▸ **Task instructions**
If a line in the records contains the string "count", show that line.

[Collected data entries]
*** Begin section ***

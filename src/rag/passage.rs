use serde::{Deserialize, Serialize};
use serde_json::{Map, Value};

/// A unit of reference text. The corpus is fixed for the process lifetime.
#[derive(Debug, Clone, PartialEq, Serialize, Deserialize)]
pub struct Passage {
    pub id: String,
    pub content: String,
    #[serde(default = "empty_metadata")]
    pub metadata: Value,
}

fn empty_metadata() -> Value {
    Value::Object(Map::new())
}

impl Passage {
    pub fn new(id: impl Into<String>, content: impl Into<String>) -> Self {
        Self {
            id: id.into(),
            content: content.into(),
            metadata: empty_metadata(),
        }
    }

    pub fn with_metadata(mut self, metadata: Value) -> Self {
        self.metadata = metadata;
        self
    }
}

/// A passage as returned for one query. `rank` is 1-based.
#[derive(Debug, Clone, Serialize, Deserialize)]
pub struct RetrievedPassage {
    pub passage: Passage,
    pub rank: usize,
    pub score: f32,
}
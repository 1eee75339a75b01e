use std::path::Path;
use std::sync::OnceLock;

use tracing_appender::non_blocking::WorkerGuard;
use tracing_subscriber::layer::SubscriberExt;
use tracing_subscriber::util::SubscriberInitExt;

static LOG_GUARD: OnceLock<WorkerGuard> = OnceLock::new();

/// Installs the stdout and rolling-file subscribers.
///
/// Safe to call more than once; only the first call installs anything.
pub fn init(log_dir: &Path) {
    if LOG_GUARD.get().is_some() {
        return;
    }
    let _ = std::fs::create_dir_all(log_dir);

    let file_appender = tracing_appender::rolling::daily(log_dir, "server.log");
    let (non_blocking, guard) = tracing_appender::non_blocking(file_appender);
    if LOG_GUARD.set(guard).is_err() {
        return;
    }

    let env_filter = tracing_subscriber::EnvFilter::try_from_default_env()
        .unwrap_or_else(|_| tracing_subscriber::EnvFilter::new("info"));

    let stdout_layer = tracing_subscriber::fmt::layer().with_target(false);
    let file_layer = tracing_subscriber::fmt::layer()
        .with_target(false)
        .with_ansi(false)
        .with_writer(non_blocking);

    tracing_subscriber::registry()
        .with(env_filter)
        .with(stdout_layer)
        .with(file_layer)
        .init();
}
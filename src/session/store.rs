use async_trait::async_trait;
use thiserror::Error;

use super::types::{Session, Turn};
use crate::core::errors::ApiError;

#[derive(Debug, Error)]
pub enum SessionError {
    #[error("session storage failed: {0}")]
    Storage(String),
}

impl From<SessionError> for ApiError {
    fn from(err: SessionError) -> Self {
        ApiError::internal(err)
    }
}

/// Keyed store of ordered conversation turns.
///
/// Implementations must keep turns in arrival order and never expose one
/// session's turns under another key. Sessions are created lazily and live
/// until [`SessionStore::delete`].
#[async_trait]
pub trait SessionStore: Send + Sync {
    /// Returns the session, creating an empty one for an unseen key.
    async fn get_or_create(&self, key: &str) -> Result<Session, SessionError>;

    /// Appends one turn atomically.
    async fn append(&self, key: &str, turn: Turn) -> Result<(), SessionError>;

    /// Most recent `max_turns` turns, oldest first. `None` returns everything.
    async fn history(&self, key: &str, max_turns: Option<usize>) -> Result<Vec<Turn>, SessionError>;

    /// Removes the whole session. Returns whether it existed.
    async fn delete(&self, key: &str) -> Result<bool, SessionError>;

    /// Number of live sessions.
    async fn count(&self) -> Result<usize, SessionError>;

    fn name(&self) -> &str;
}
use crate::core::config::types::DecodingStrategyConfig;

/// Sampling knobs passed to a backend for one attempt.
#[derive(Debug, Clone, PartialEq)]
pub struct DecodingParams {
    pub do_sample: bool,
    pub temperature: Option<f32>,
    pub top_p: Option<f32>,
    pub top_k: Option<u32>,
    pub repeat_penalty: Option<f32>,
    pub num_beams: u32,
    pub max_new_tokens: u32,
}

impl DecodingParams {
    /// Sampling disabled, single beam.
    pub fn greedy(max_new_tokens: u32) -> Self {
        Self {
            do_sample: false,
            temperature: None,
            top_p: None,
            top_k: None,
            repeat_penalty: None,
            num_beams: 1,
            max_new_tokens,
        }
    }

    pub fn is_deterministic(&self) -> bool {
        !self.do_sample
    }

    /// Temperature the backend should actually use. Greedy decoding is
    /// temperature zero whatever the configured value.
    pub fn effective_temperature(&self) -> f32 {
        if self.do_sample {
            self.temperature.unwrap_or(0.8)
        } else {
            0.0
        }
    }
}

/// A named entry in the generator's fallback chain.
#[derive(Debug, Clone, PartialEq)]
pub struct DecodingStrategy {
    pub name: String,
    pub params: DecodingParams,
}

impl DecodingStrategy {
    pub fn new(name: impl Into<String>, params: DecodingParams) -> Self {
        Self {
            name: name.into(),
            params,
        }
    }

    pub fn from_config(config: &DecodingStrategyConfig) -> Self {
        Self {
            name: config.name.clone(),
            params: DecodingParams {
                do_sample: config.do_sample,
                temperature: config.temperature,
                top_p: config.top_p,
                top_k: config.top_k,
                repeat_penalty: config.repeat_penalty,
                num_beams: config.num_beams.max(1),
                max_new_tokens: config.max_new_tokens.max(1),
            },
        }
    }

    /// Same strategy with a different output length cap.
    pub fn with_max_new_tokens(&self, max_new_tokens: u32) -> Self {
        let mut strategy = self.clone();
        strategy.params.max_new_tokens = max_new_tokens.max(1);
        strategy
    }
}

#[cfg(test)]
mod tests {
    use super::*;

    #[test]
    fn greedy_ignores_configured_temperature() {
        let mut params = DecodingParams::greedy(64);
        params.temperature = Some(1.3);
        assert!(params.is_deterministic());
        assert_eq!(params.effective_temperature(), 0.0);
    }

    #[test]
    fn from_config_clamps_beams_and_tokens() {
        let config = DecodingStrategyConfig {
            name: "odd".to_string(),
            num_beams: 0,
            max_new_tokens: 0,
            ..DecodingStrategyConfig::default()
        };
        let strategy = DecodingStrategy::from_config(&config);
        assert_eq!(strategy.params.num_beams, 1);
        assert_eq!(strategy.params.max_new_tokens, 1);
        assert_eq!(strategy.with_max_new_tokens(400).params.max_new_tokens, 400);
    }
}
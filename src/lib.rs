//! Retrieval-augmented counselling chat service.
//!
//! A turn flows through [`chat::ChatOrchestrator`]: session history from
//! [`session`], passages from [`rag`], a bounded prompt from [`prompt`] and a
//! reply from the [`llm`] fallback chain. [`server`] exposes it over HTTP.

pub mod chat;
pub mod core;
pub mod llm;
pub mod prompt;
pub mod rag;
pub mod server;
pub mod session;
pub mod state;
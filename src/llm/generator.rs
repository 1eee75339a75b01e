use std::sync::Arc;
use std::time::{Duration, Instant};

use tokio::sync::Semaphore;

use super::backend::TextBackend;
use super::decoding::{DecodingParams, DecodingStrategy};
use super::error::GenerationError;
use super::postprocess::OutputCleaner;
use crate::core::config::types::{GenerationConfig, PromptConfig};

/// How a reply was obtained. Callers of [`Generator::generate`] get a usable
/// string either way; the state is for logs and the summary endpoint.
#[derive(Debug, Clone, PartialEq)]
pub enum GenerationState {
    Success { strategy: String, attempt: usize },
    Degraded { failures: Vec<String> },
}

#[derive(Debug, Clone, PartialEq)]
pub struct GenerationOutcome {
    pub text: String,
    pub state: GenerationState,
}

impl GenerationOutcome {
    pub fn is_degraded(&self) -> bool {
        matches!(self.state, GenerationState::Degraded { .. })
    }
}

/// Runs decoding strategies in order until one yields usable text.
///
/// Every call holds one slot of a process-wide semaphore for its whole
/// chain, so with `max_concurrent = 1` the backend never sees two prompts
/// at once. Each attempt is bounded by `attempt_timeout`.
pub struct Generator {
    backend: Arc<dyn TextBackend>,
    strategies: Vec<DecodingStrategy>,
    cleaner: OutputCleaner,
    degraded_reply: String,
    slots: Arc<Semaphore>,
    attempt_timeout: Duration,
}

impl Generator {
    /// A deterministic single-beam strategy is appended when the chain does
    /// not already end with one.
    pub fn new(
        backend: Arc<dyn TextBackend>,
        mut strategies: Vec<DecodingStrategy>,
        cleaner: OutputCleaner,
        degraded_reply: impl Into<String>,
    ) -> Self {
        let ends_safe = strategies
            .last()
            .map(|s| s.params.is_deterministic() && s.params.num_beams == 1)
            .unwrap_or(false);
        if !ends_safe {
            let max_new_tokens = strategies
                .first()
                .map(|s| s.params.max_new_tokens)
                .unwrap_or(256);
            strategies.push(DecodingStrategy::new(
                "greedy",
                DecodingParams::greedy(max_new_tokens),
            ));
        }

        Self {
            backend,
            strategies,
            cleaner,
            degraded_reply: degraded_reply.into(),
            slots: Arc::new(Semaphore::new(1)),
            attempt_timeout: Duration::from_secs(120),
        }
    }

    pub fn from_config(
        config: &GenerationConfig,
        prompt: &PromptConfig,
        backend: Arc<dyn TextBackend>,
    ) -> Result<Self, GenerationError> {
        let cleaner = OutputCleaner::new(
            &config.strip_patterns,
            prompt.answer_marker.clone(),
            vec![
                format!("\n{}:", prompt.user_label),
                prompt.question_header.clone(),
            ],
        )?;
        let strategies = config
            .strategies
            .iter()
            .map(DecodingStrategy::from_config)
            .collect();

        Ok(Self::new(backend, strategies, cleaner, config.degraded_reply.clone())
            .with_max_concurrent(config.max_concurrent)
            .with_attempt_timeout(Duration::from_secs(config.timeout_secs)))
    }

    pub fn with_max_concurrent(mut self, max_concurrent: usize) -> Self {
        self.slots = Arc::new(Semaphore::new(max_concurrent.max(1)));
        self
    }

    pub fn with_attempt_timeout(mut self, timeout: Duration) -> Self {
        self.attempt_timeout = timeout;
        self
    }

    pub fn backend(&self) -> &Arc<dyn TextBackend> {
        &self.backend
    }

    pub fn strategies(&self) -> &[DecodingStrategy] {
        &self.strategies
    }

    pub fn degraded_reply(&self) -> &str {
        &self.degraded_reply
    }

    pub async fn generate(&self, prompt: &str) -> GenerationOutcome {
        self.generate_capped(prompt, None).await
    }

    /// Like [`Generator::generate`], overriding every strategy's output cap.
    pub async fn generate_capped(&self, prompt: &str, max_new_tokens: Option<u32>) -> GenerationOutcome {
        let _permit = match self.slots.acquire().await {
            Ok(permit) => permit,
            Err(e) => return self.degraded(vec![GenerationError::Unavailable(e.to_string()).to_string()]),
        };

        let mut failures = Vec::new();
        for (attempt, strategy) in self.strategies.iter().enumerate() {
            let strategy = match max_new_tokens {
                Some(cap) => strategy.with_max_new_tokens(cap),
                None => strategy.clone(),
            };

            let started = Instant::now();
            match self.attempt(prompt, &strategy).await {
                Ok(text) => {
                    tracing::info!(
                        "Generated {} chars with '{}' in {:?}",
                        text.chars().count(),
                        strategy.name,
                        started.elapsed()
                    );
                    return GenerationOutcome {
                        text,
                        state: GenerationState::Success {
                            strategy: strategy.name,
                            attempt: attempt + 1,
                        },
                    };
                }
                Err(err) => {
                    tracing::warn!(
                        "Generation attempt {} ('{}') failed: {}",
                        attempt + 1,
                        strategy.name,
                        err
                    );
                    failures.push(format!("{}: {}", strategy.name, err));
                }
            }
        }

        self.degraded(failures)
    }

    async fn attempt(&self, prompt: &str, strategy: &DecodingStrategy) -> Result<String, GenerationError> {
        let raw = tokio::time::timeout(
            self.attempt_timeout,
            self.backend.complete(prompt, &strategy.params),
        )
        .await
        .map_err(|_| GenerationError::Timeout(self.attempt_timeout))??;

        self.cleaner
            .clean(prompt, &raw)
            .ok_or(GenerationError::EmptyOutput)
    }

    fn degraded(&self, failures: Vec<String>) -> GenerationOutcome {
        tracing::warn!(
            "All {} generation strategies failed, returning degraded reply",
            self.strategies.len()
        );
        GenerationOutcome {
            text: self.degraded_reply.clone(),
            state: GenerationState::Degraded { failures },
        }
    }
}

*** End section ***

▸ **Answer box**
    async fn count(&self) -> Result<usize, SessionError>;
                        text.chars().count(),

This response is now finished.